9:1 Ezra had not long returned from delivering the king’s edicts (8:36) when some leaders presented him with a genuine threat to the postexilic Jewish community—intermarriage between Jews and pagans. Probably the early groups returning from Babylon had included more men than women, making it more difficult to find a wife. Moreover, marrying a foreign wife was not always forbidden. Joseph and Moses each had a foreign wife. But intermarriage with local Canaanite groups was forbidden “so that they won’t teach you to do all the detestable acts they do for their gods” (Dt 20:18). King Solomon’s example certainly was remembered, as his numerous foreign wives “turned his heart away to follow other gods” (1Kg 11:4). The extent of the problem is shown in that all three major groups of the community were involved—the laity (the people of Israel) as well as priests and Levites.
9:2 The situation was made even worse because the leaders and officials had taken the lead in this unfaithfulness. The issue was not racial but religious. God had chosen Israel to be his “own possession” and his “holy nation” (Ex 19:5-6). His plan to bring blessing and life to all the peoples of the earth meant that his chosen people should maintain their identity. From them would come God’s servant who would be “a light to the nations” (Is 42:6) and would bear the “iniquity of us all” (Is 53:6).

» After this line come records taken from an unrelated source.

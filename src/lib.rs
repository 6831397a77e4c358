// Copyright (c) 2025, The Ruskit Authors
// MIT License
// All rights reserved.

mod otel;

pub mod args;
pub mod channel;
pub mod config;
pub mod consumer;
pub mod errors;
pub mod exchange;
pub mod publisher;
pub mod queue;
pub mod store;
pub mod transport;
pub mod validation;

pub use config::{Config, ConsumeConfig, PublishConfig};
pub use consumer::DeliveryHandler;
pub use errors::AmqpError;
pub use exchange::{ExchangeConfig, ExchangeKind};
pub use publisher::Publishing;
pub use queue::QueueConfig;
pub use store::{MessageStore, Store};
pub use validation::ValidationErrors;

pub use lapin::{message::Delivery, BasicProperties};
// Copyright (c) 2025, The Ruskit Authors
// MIT License
// All rights reserved.

//! # Exchange Configuration
//!
//! This module provides the exchange section of the store configuration.
//! Exchanges are the routing mechanism in RabbitMQ that determine how messages are
//! distributed to queues. Besides the standard kinds, the delayed message exchange
//! plugin is supported, which needs a second, base kind to route once the delay
//! has elapsed.

use crate::{
    args::Arguments,
    errors::AmqpError,
    queue::QueueConfig,
    validation::{one_of, ValidationErrors},
};
use serde::{Deserialize, Serialize};
use std::{fmt, str::FromStr};

/// Type name of the delayed message exchange provided by the broker plugin
pub const EXCHANGE_DELAYED: &str = "x-delayed-message";

/// Argument holding the base exchange type of a delayed exchange
pub const AMQP_HEADERS_DELAYED_EXCHANGE_TYPE: &str = "x-delayed-type";

/// Exchange types accepted by the configuration.
pub const EXCHANGE_TYPES: [&str; 4] = ["fanout", "direct", "topic", EXCHANGE_DELAYED];

/// Exchange types a delayed exchange may route with.
pub const BASE_EXCHANGE_TYPES: [&str; 3] = ["fanout", "direct", "topic"];

/// Represents the types of exchanges the store can declare.
///
/// - Direct: Routes messages to queues based on an exact match of routing keys
/// - Fanout: Broadcasts messages to all bound queues regardless of routing keys
/// - Topic: Routes messages based on wildcard pattern matching of routing keys
/// - XMessageDelayed: Extension for delayed message delivery (plugin required)
#[derive(Debug, Clone, Copy, Default, PartialEq, Eq)]
pub enum ExchangeKind {
    #[default]
    Direct,
    Fanout,
    Topic,
    XMessageDelayed,
}

impl ExchangeKind {
    pub fn as_str(&self) -> &'static str {
        match self {
            ExchangeKind::Direct => "direct",
            ExchangeKind::Fanout => "fanout",
            ExchangeKind::Topic => "topic",
            ExchangeKind::XMessageDelayed => EXCHANGE_DELAYED,
        }
    }
}

impl fmt::Display for ExchangeKind {
    fn fmt(&self, f: &mut fmt::Formatter<'_>) -> fmt::Result {
        f.write_str(self.as_str())
    }
}

impl FromStr for ExchangeKind {
    type Err = AmqpError;

    fn from_str(s: &str) -> Result<Self, Self::Err> {
        match s {
            "direct" => Ok(ExchangeKind::Direct),
            "fanout" => Ok(ExchangeKind::Fanout),
            "topic" => Ok(ExchangeKind::Topic),
            EXCHANGE_DELAYED => Ok(ExchangeKind::XMessageDelayed),
            other => Err(AmqpError::InvalidExchangeKind(other.to_owned())),
        }
    }
}

impl From<ExchangeKind> for lapin::ExchangeKind {
    /// The delayed kind is declared as a custom exchange type, which requires
    /// the delayed message exchange plugin on the broker.
    fn from(kind: ExchangeKind) -> lapin::ExchangeKind {
        match kind {
            ExchangeKind::Direct => lapin::ExchangeKind::Direct,
            ExchangeKind::Fanout => lapin::ExchangeKind::Fanout,
            ExchangeKind::Topic => lapin::ExchangeKind::Topic,
            ExchangeKind::XMessageDelayed => {
                lapin::ExchangeKind::Custom(EXCHANGE_DELAYED.to_owned())
            }
        }
    }
}

/// Exchange section of a publish or consume entry.
///
/// The type is kept as written in the configuration so an unknown value can be
/// reported by [`ExchangeConfig::validate`] instead of failing deserialization.
#[derive(Debug, Clone, Default, PartialEq, Serialize, Deserialize)]
#[serde(default)]
pub struct ExchangeConfig {
    pub name: String,
    #[serde(rename = "type")]
    pub kind: String,
    pub durable: bool,
    pub auto_delete: bool,
    pub internal: bool,
    pub no_wait: bool,
    pub routing_key: String,
    pub args: Arguments,
    pub queue: QueueConfig,
}

impl ExchangeConfig {
    pub fn new(name: &str, kind: ExchangeKind) -> Self {
        ExchangeConfig {
            name: name.to_owned(),
            kind: kind.as_str().to_owned(),
            ..Default::default()
        }
    }

    /// Parses the configured type.
    pub fn kind(&self) -> Result<ExchangeKind, AmqpError> {
        self.kind.parse()
    }

    /// Checks the exchange type and, for delayed exchanges, the base type
    /// carried in the `x-delayed-type` argument.
    ///
    /// Both a missing and an invalid base type are reported under `"args"`.
    pub fn validate(&self) -> Result<(), ValidationErrors> {
        let mut errs = ValidationErrors::new();
        errs.check("type", one_of(&self.kind, &EXCHANGE_TYPES));
        if !errs.is_empty() {
            return Err(errs);
        }

        if self.kind == EXCHANGE_DELAYED {
            errs.check("args", self.delayed_type_error());
        }

        errs.into_result()
    }

    fn delayed_type_error(&self) -> Option<String> {
        let Some(value) = self.args.get(AMQP_HEADERS_DELAYED_EXCHANGE_TYPE) else {
            return Some(format!(
                "exchange '{}' with type [{}] must contain '{}' argument",
                self.name, EXCHANGE_DELAYED, AMQP_HEADERS_DELAYED_EXCHANGE_TYPE
            ));
        };

        match value.as_str() {
            Some(base) if BASE_EXCHANGE_TYPES.contains(&base) => None,
            Some(base) => Some(format!(
                "invalid type [{}] for {} argument",
                base, AMQP_HEADERS_DELAYED_EXCHANGE_TYPE
            )),
            None => Some(format!(
                "invalid type [{}] for {} argument",
                value, AMQP_HEADERS_DELAYED_EXCHANGE_TYPE
            )),
        }
    }

    /// Sets the delayed kind together with its base routing kind.
    pub fn delayed(mut self, base: ExchangeKind) -> Self {
        self.kind = EXCHANGE_DELAYED.to_owned();
        self.args.insert(
            AMQP_HEADERS_DELAYED_EXCHANGE_TYPE.to_owned(),
            serde_json::Value::String(base.as_str().to_owned()),
        );
        self
    }

    pub fn routing_key(mut self, key: &str) -> Self {
        self.routing_key = key.to_owned();
        self
    }

    pub fn durable(mut self) -> Self {
        self.durable = true;
        self
    }

    pub fn queue(mut self, queue: QueueConfig) -> Self {
        self.queue = queue;
        self
    }
}

#[cfg(test)]
mod tests {
    use super::*;
    use crate::validation::FieldError;
    use serde_json::json;

    fn exchange(kind: &str, args: Option<(&str, serde_json::Value)>) -> ExchangeConfig {
        let mut exch = ExchangeConfig {
            name: "orders".to_owned(),
            kind: kind.to_owned(),
            ..Default::default()
        };
        if let Some((key, value)) = args {
            exch.args.insert(key.to_owned(), value);
        }
        exch
    }

    #[test]
    fn validate_accepts_base_kinds() {
        for kind in BASE_EXCHANGE_TYPES {
            assert!(exchange(kind, None).validate().is_ok(), "{}", kind);
        }
    }

    #[test]
    fn validate_rejects_unknown_kind() {
        for kind in ["test", "headers", ""] {
            let errs = exchange(kind, None).validate().unwrap_err();
            assert!(errs.contains_key("type"), "{}", kind);
            assert!(!errs.contains_key("args"));
        }
    }

    #[test]
    fn validate_delayed_with_base_kind() {
        for base in BASE_EXCHANGE_TYPES {
            let exch = exchange(EXCHANGE_DELAYED, Some(("x-delayed-type", json!(base))));
            assert!(exch.validate().is_ok(), "{}", base);
        }
    }

    #[test]
    fn validate_delayed_without_base_kind() {
        let errs = exchange(EXCHANGE_DELAYED, None).validate().unwrap_err();
        assert_eq!(
            errs.get("args"),
            Some(&FieldError::Invalid(
                "exchange 'orders' with type [x-delayed-message] must contain 'x-delayed-type' argument"
                    .to_owned()
            ))
        );
    }

    #[test]
    fn validate_delayed_with_invalid_base_kind() {
        let errs = exchange(EXCHANGE_DELAYED, Some(("x-delayed-type", json!("test"))))
            .validate()
            .unwrap_err();
        assert_eq!(
            errs.get("args"),
            Some(&FieldError::Invalid(
                "invalid type [test] for x-delayed-type argument".to_owned()
            ))
        );

        let errs = exchange(EXCHANGE_DELAYED, Some(("x-delayed-type", json!(EXCHANGE_DELAYED))))
            .validate()
            .unwrap_err();
        assert!(errs.contains_key("args"));

        let errs = exchange(EXCHANGE_DELAYED, Some(("x-delayed-type", json!(1))))
            .validate()
            .unwrap_err();
        assert!(errs.contains_key("args"));
    }

    #[test]
    fn delayed_builder_is_valid() {
        let exch = ExchangeConfig::new("orders", ExchangeKind::Topic).delayed(ExchangeKind::Fanout);
        assert_eq!(exch.kind(), Ok(ExchangeKind::XMessageDelayed));
        assert!(exch.validate().is_ok());
    }

    #[test]
    fn kind_round_trips_through_strings() {
        for kind in EXCHANGE_TYPES {
            assert_eq!(kind.parse::<ExchangeKind>().map(|k| k.as_str()), Ok(kind));
        }
        assert_eq!(
            "headers".parse::<ExchangeKind>(),
            Err(AmqpError::InvalidExchangeKind("headers".to_owned()))
        );
    }

    #[test]
    fn deserializes_type_field() {
        let exch: ExchangeConfig = serde_json::from_value(json!({
            "name": "orders",
            "type": "x-delayed-message",
            "auto_delete": true,
            "routing_key": "orders.created",
            "args": {"x-delayed-type": "topic"},
            "queue": {"name": "orders-queue", "durable": true}
        }))
        .unwrap();

        assert_eq!(exch.kind, EXCHANGE_DELAYED);
        assert!(exch.auto_delete);
        assert_eq!(exch.routing_key, "orders.created");
        assert_eq!(exch.queue.name, "orders-queue");
        assert!(exch.queue.durable);
        assert!(exch.validate().is_ok());
    }
}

9:3 Ezra identified personally with the sins of his people, responding with actions associated with repentance and mourning.
9:4-5 Those who gathered around Ezra trembled at the words of the God of Israel—a phrase that occurs in three other OT passages (10:3; Is 66:2,5). It identified them as people fully committed to keeping God’s law. Ezra got up from his time of humiliation (Hb ta‘anet), a term that occurs only here in the Hebrew Bible but does occur in postbiblical Hebrew and in Aramaic. It probably implies a penitential act in this context.
9:6-15 Ezra’s penitential prayer of confession, written in late biblical Hebrew, is similar to others from the postexilic era in content, style, and theological perspective (Neh 1:5-11; 9:6-38; Dn 9:4-19). It differs from them in that there is no petition or request to God. Its focus is confession.
9:6-7 Ezra began his prayer with his own shame and embarrassment but quickly shifted to a corporate confession of the nation’s sins. In referring to fathers, he may have been looking back several generations to those who sinned before the destruction of the temple and the exile (5:12), but it is more likely that he used the term to go all the way back to Abraham, Isaac, and Jacob (Dt 6:10; 8:1; 2Ch 34:21). Thus Israel’s entire history was a story of failure and guilt.
9:8-9 The term stake (Hb yathed) literally is “peg,” a metaphor for the idea of permanence (Is 33:20) and stability (Is 22:23-25). That the postexilic community existed and had a temple was a sign of God’s undeserved mercy. The reference to slavery may be misconstrued when read through the lens of American history. The postexilic people did not experience racially based servitude. Yet without question, they understood that they were not a free people. Except for a brief period during the time of the Maccabees (163-60 BC), they would remain under the control of foreign powers throughout the rest of biblical history.
9:10-12 Ezra’s mention of the prophets reflects usage common in later OT texts that certainly includes Moses as well as others who spoke for God. The commands that the people had abandoned are spelled out in vv. 11-12. The focus is the necessity of avoiding defilement of themselves and their nation through association with pagan people.
9:13-15 Ezra warned God’s people that to intermarry with pagans once again could lead God to destroy them all. God had been merciful before when they sinned in this way because they survived as a remnant today, but they should not presume upon his grace. They needed to repent, specifically in the necessary but heart-breaking task of sending away their foreign wives and children (chap. 10).